From the entries below, work out how many lines contain the string "PageProbe"; answer with the number alone.

◆ Material supplied ◆
------
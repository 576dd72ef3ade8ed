//! # claimrunner protocols
//!
//! Types and collaborator traits shared by the claimrunner crates.
//! Contains only interface definitions - no implementations.
//!
//! ## Collaborator Traits
//!
//! - [`TabHost`] - opens, activates, inspects and closes browser tabs
//! - [`ClickDriver`] - page-side command channel with pollable result slots
//! - [`PageProbe`] - read-only DOM scraping of links and claimed ids

pub mod browser;
pub mod error;
pub mod types;

pub use browser::{ClickDriver, PageProbe, TabHost};
pub use error::{BrowserError, StorageError};
pub use types::*;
------
◆ Reply to the exercise ◆
2